(PROBLEM TO SOLVE): From the entries below, output the line with "(after normalization, logical" and each following line up to and including the line with "pub(crate) const DATE: &str", exactly as written.

[Dataset items]
=======

//! Anchored line parsers for the supported statement layouts.
//!
//! Layouts (after normalization, logical order):
//!   DualColumn:                 ₪ 120.00 $ 32.50 רגילה AMAZON MKTPLACE 02/03/2024
//!   SingleColumn:               15/03/2024 NETFLIX.COM ₪ 45.90
//!   SingleColumnTrailingSymbol: 15/03/2024 שופרסל דיל 212.40 ₪
//!
//! Each line is tried against the layouts in `Dialect::PRIORITY` order and the
//! first full match wins.

use std::str::FromStr;

use anyhow::Result;
use regex::{Captures, Regex};
use rust_decimal::Decimal;
use whatif_core::script::is_latin_dominant;
use whatif_core::{Currency, Dialect, Money, Transaction};

use crate::date::DateNormalizer;
use crate::types::LineError;

pub(crate) const CURRENCY: &str = r"[₪$€£]";
pub(crate) const AMOUNT: &str = r"\d[\d,]*(?:\.\d+)?";
pub(crate) const DATE: &str = r"\d{4}[./-]\d{1,2}[./-]\d{1,2}|\d{1,2}[./-]\d{1,2}[./-](?:\d{4}|\d{2})";

pub struct TransactionParser {
    patterns: Vec<(Dialect, Regex)>,
    money_re: Regex,
    dates: DateNormalizer,
    default_currency: Currency,
}

impl TransactionParser {
    /// `transaction_types` are the optional type-column tokens of dual-column statements.
    pub fn new(
        transaction_types: &[String],
        dates: DateNormalizer,
        default_currency: Currency,
    ) -> Result<Self> {
        let money = format!(r"{CURRENCY}\s?{AMOUNT}|{AMOUNT}\s?{CURRENCY}|{AMOUNT}");

        let mut types: Vec<&str> = transaction_types
            .iter()
            .map(|t| t.trim())
            .filter(|t| !t.is_empty())
            .collect();
        // Longest first so "הוראת קבע" is not cut short by a shorter token.
        types.sort_by_key(|t| std::cmp::Reverse(t.chars().count()));
        let kind = if types.is_empty() {
            String::new()
        } else {
            let alts: Vec<String> = types.iter().map(|t| regex::escape(t)).collect();
            format!(r"(?:(?P<kind>{})\s+)?", alts.join("|"))
        };

        let mut patterns = Vec::new();
        for dialect in Dialect::PRIORITY {
            let pattern = match dialect {
                Dialect::DualColumn => format!(
                    r"^(?P<charged>{money})\s+(?P<original>{money})\s+{kind}(?P<desc>.+?)\s+(?P<date>{DATE})$"
                ),
                Dialect::SingleColumn => format!(
                    r"^(?P<date>{DATE})\s+(?P<desc>.+?)\s+(?P<cur>{CURRENCY})\s?(?P<amount>{AMOUNT})$"
                ),
                Dialect::SingleColumnTrailingSymbol => format!(
                    r"^(?P<date>{DATE})\s+(?P<desc>.+?)\s+(?P<amount>{AMOUNT})\s?(?P<cur>{CURRENCY})$"
                ),
            };
            patterns.push((dialect, Regex::new(&pattern)?));
        }

        Ok(Self {
            patterns,
            money_re: Regex::new(&format!(r"^(?P<cur>{CURRENCY})?\s?(?P<amount>{AMOUNT})\s?(?P<cur_after>{CURRENCY})?$"))?,
            dates,
            default_currency,
        })
    }

    /// Parse one transaction-candidate line.
    pub fn parse_line(&self, line: &str, page: usize) -> Result<Transaction, LineError> {
        let (dialect, caps) = self
            .patterns
            .iter()
            .find_map(|(dialect, re)| re.captures(line).map(|caps| (*dialect, caps)))
            .ok_or(LineError::NoShape)?;

        let date = self.dates.normalize(&caps["date"])?;

        // A repeated symbol column ("₪ 45.90 ₪") must not leak into the merchant.
        let merchant_text = caps["desc"]
            .trim_matches(|c: char| c.is_whitespace() || Currency::is_symbol(c))
            .to_string();
        if merchant_text.is_empty() {
            return Err(LineError::EmptyMerchant);
        }

        let (charged, original) = match dialect {
            Dialect::DualColumn => {
                let charged = self.parse_money(&caps["charged"], None)?;
                let original = self.parse_money(&caps["original"], Some(charged.currency))?;
                (charged, Some(original))
            }
            Dialect::SingleColumn | Dialect::SingleColumnTrailingSymbol => {
                (self.symbol_and_amount(&caps)?, None)
            }
        };

        Ok(Transaction {
            date: date.date,
            has_latin_script: is_latin_dominant(&merchant_text),
            merchant_text,
            amount: charged.amount,
            currency: charged.currency,
            original,
            kind: caps.name("kind").map(|m| m.as_str().to_string()),
            dialect,
            page,
            date_ambiguous: date.ambiguous,
        })
    }

    fn symbol_and_amount(&self, caps: &Captures<'_>) -> Result<Money, LineError> {
        let currency = caps["cur"]
            .chars()
            .next()
            .and_then(Currency::from_symbol)
            .unwrap_or(self.default_currency);
        Ok(Money::new(parse_amount(&caps["amount"])?, currency))
    }

    /// A money token carries its symbol before or after the number, or none at all.
    fn parse_money(&self, token: &str, fallback: Option<Currency>) -> Result<Money, LineError> {
        let caps = self
            .money_re
            .captures(token.trim())
            .ok_or_else(|| LineError::BadAmount(token.to_string()))?;
        let currency = caps
            .name("cur")
            .or_else(|| caps.name("cur_after"))
            .and_then(|m| m.as_str().chars().next())
            .and_then(Currency::from_symbol)
            .or(fallback)
            .unwrap_or(self.default_currency);
        Ok(Money::new(parse_amount(&caps["amount"])?, currency))
    }
}

/// Strip "," grouping separators and parse a non-negative decimal.
///
/// "," is always a grouping separator, so "12,34" parses as 1234.
pub fn parse_amount(raw: &str) -> Result<Decimal, LineError> {
    let cleaned: String = raw.trim().chars().filter(|c| *c != ',').collect();
    let amount =
        Decimal::from_str(&cleaned).map_err(|_| LineError::BadAmount(raw.to_string()))?;
    if amount.is_sign_negative() {
        return Err(LineError::BadAmount(raw.to_string()));
    }
    Ok(amount)
}

#[cfg(test)]
mod tests {
    use super::*;
    use chrono::NaiveDate;
    use rust_decimal_macros::dec;

    fn parser() -> TransactionParser {
        let types = vec!["רגילה".to_string(), "תשלומים".to_string(), "הוראת קבע".to_string()];
        TransactionParser::new(&types, DateNormalizer::default(), Currency::Ils).unwrap()
    }

    #[test]
    fn test_parse_amount() {
        assert_eq!(parse_amount("1,234.56").unwrap(), dec!(1234.56));
        assert_eq!(parse_amount("1234").unwrap(), dec!(1234));
        assert_eq!(parse_amount("12,34").unwrap(), dec!(1234));
        assert!(matches!(parse_amount("-5.00"), Err(LineError::BadAmount(_))));
        assert!(matches!(parse_amount("abc"), Err(LineError::BadAmount(_))));
        assert!(matches!(parse_amount(""), Err(LineError::BadAmount(_))));
    }

    #[test]
    fn test_single_column_line() {
        let t = parser().parse_line("15/03/2024 NETFLIX.COM ₪ 45.90", 0).unwrap();
        assert_eq!(t.dialect, Dialect::SingleColumn);
        assert_eq!(t.date, NaiveDate::from_ymd_opt(2024, 3, 15).unwrap());
        assert_eq!(t.merchant_text, "NETFLIX.COM");
        assert_eq!(t.amount, dec!(45.90));
        assert_eq!(t.currency, Currency::Ils);
        assert!(t.has_latin_script);
        assert_eq!(t.original, None);
    }

    #[test]
    fn test_trailing_symbol_line() {
        let t = parser().parse_line("01/04/2024 שופרסל דיל 1,212.40 ₪", 2).unwrap();
        assert_eq!(t.dialect, Dialect::SingleColumnTrailingSymbol);
        assert_eq!(t.merchant_text, "שופרסל דיל");
        assert_eq!(t.amount, dec!(1212.40));
        assert!(!t.has_latin_script);
        assert_eq!(t.page, 2);
    }

    #[test]
    fn test_dual_column_line_with_type() {
        let t = parser()
            .parse_line("₪ 120.00 $ 32.50 רגילה AMAZON MKTPLACE 02/03/2024", 0)
            .unwrap();
        assert_eq!(t.dialect, Dialect::DualColumn);
        assert_eq!(t.merchant_text, "AMAZON MKTPLACE");
        assert_eq!(t.amount, dec!(120.00));
        assert_eq!(t.currency, Currency::Ils);
        assert_eq!(t.original, Some(Money::new(dec!(32.50), Currency::Usd)));
        assert_eq!(t.kind.as_deref(), Some("רגילה"));
        assert_eq!(t.date, NaiveDate::from_ymd_opt(2024, 3, 2).unwrap());
    }

    #[test]
    fn test_dual_column_multiword_type_and_bare_amounts() {
        let t = parser()
            .parse_line("19.90 19.90 $ הוראת קבע SPOTIFY 10-01-24", 0)
            .unwrap();
        assert_eq!(t.kind.as_deref(), Some("הוראת קבע"));
        assert_eq!(t.merchant_text, "SPOTIFY");
        // Bare charged amount takes the statement default
        assert_eq!(t.currency, Currency::Ils);
        assert_eq!(t.original.unwrap().currency, Currency::Usd);
        assert_eq!(t.date, NaiveDate::from_ymd_opt(2024, 1, 10).unwrap());
    }

    #[test]
    fn test_date_and_amount_only_is_no_shape() {
        // No description between date and amount
        assert_eq!(parser().parse_line("15/03/2024 ₪ 45.90", 0), Err(LineError::NoShape));
    }

    #[test]
    fn test_blank_description_is_empty_merchant() {
        let p = parser();
        assert_eq!(p.parse_line("15/03/2024 \t ₪ 45.90", 0), Err(LineError::EmptyMerchant));
        // A description made only of a stray symbol is empty too
        assert_eq!(p.parse_line("15/03/2024 ₪ ₪ 45.90", 0), Err(LineError::EmptyMerchant));
    }

    #[test]
    fn test_repeated_symbol_stays_out_of_merchant() {
        let t = parser().parse_line("15/03/2024 NETFLIX.COM ₪ 45.90 ₪", 0).unwrap();
        assert_eq!(t.merchant_text, "NETFLIX.COM");
        assert_eq!(t.amount, dec!(45.90));
        assert_eq!(t.currency, Currency::Ils);

        let t = parser().parse_line("15/03/2024 $ AMAZON.COM $ 12.00", 0).unwrap();
        assert_eq!(t.merchant_text, "AMAZON.COM");
        assert_eq!(t.currency, Currency::Usd);
    }

    #[test]
    fn test_unknown_shape() {
        assert_eq!(
            parser().parse_line("₪ 45.90 total for 15/03/2024 and more", 0),
            Err(LineError::NoShape)
        );
    }

    #[test]
    fn test_bad_date_is_reported() {
        assert!(matches!(
            parser().parse_line("31/02/2024 NETFLIX.COM ₪ 45.90", 0),
            Err(LineError::BadDate(_))
        ));
    }
}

=======

(ANSWER TO THIS PROBLEM):
//! Layouts (after normalization, logical order):
//!   DualColumn:                 ₪ 120.00 $ 32.50 רגילה AMAZON MKTPLACE 02/03/2024
//!   SingleColumn:               15/03/2024 NETFLIX.COM ₪ 45.90
//!   SingleColumnTrailingSymbol: 15/03/2024 שופרסל דיל 212.40 ₪
//!
//! Each line is tried against the layouts in `Dialect::PRIORITY` order and the
//! first full match wins.

use std::str::FromStr;

use anyhow::Result;
use regex::{Captures, Regex};
use rust_decimal::Decimal;
use whatif_core::script::is_latin_dominant;
use whatif_core::{Currency, Dialect, Money, Transaction};

use crate::date::DateNormalizer;
use crate::types::LineError;

pub(crate) const CURRENCY: &str = r"[₪$€£]";
pub(crate) const AMOUNT: &str = r"\d[\d,]*(?:\.\d+)?";
pub(crate) const DATE: &str = r"\d{4}[./-]\d{1,2}[./-]\d{1,2}|\d{1,2}[./-]\d{1,2}[./-](?:\d{4}|\d{2})";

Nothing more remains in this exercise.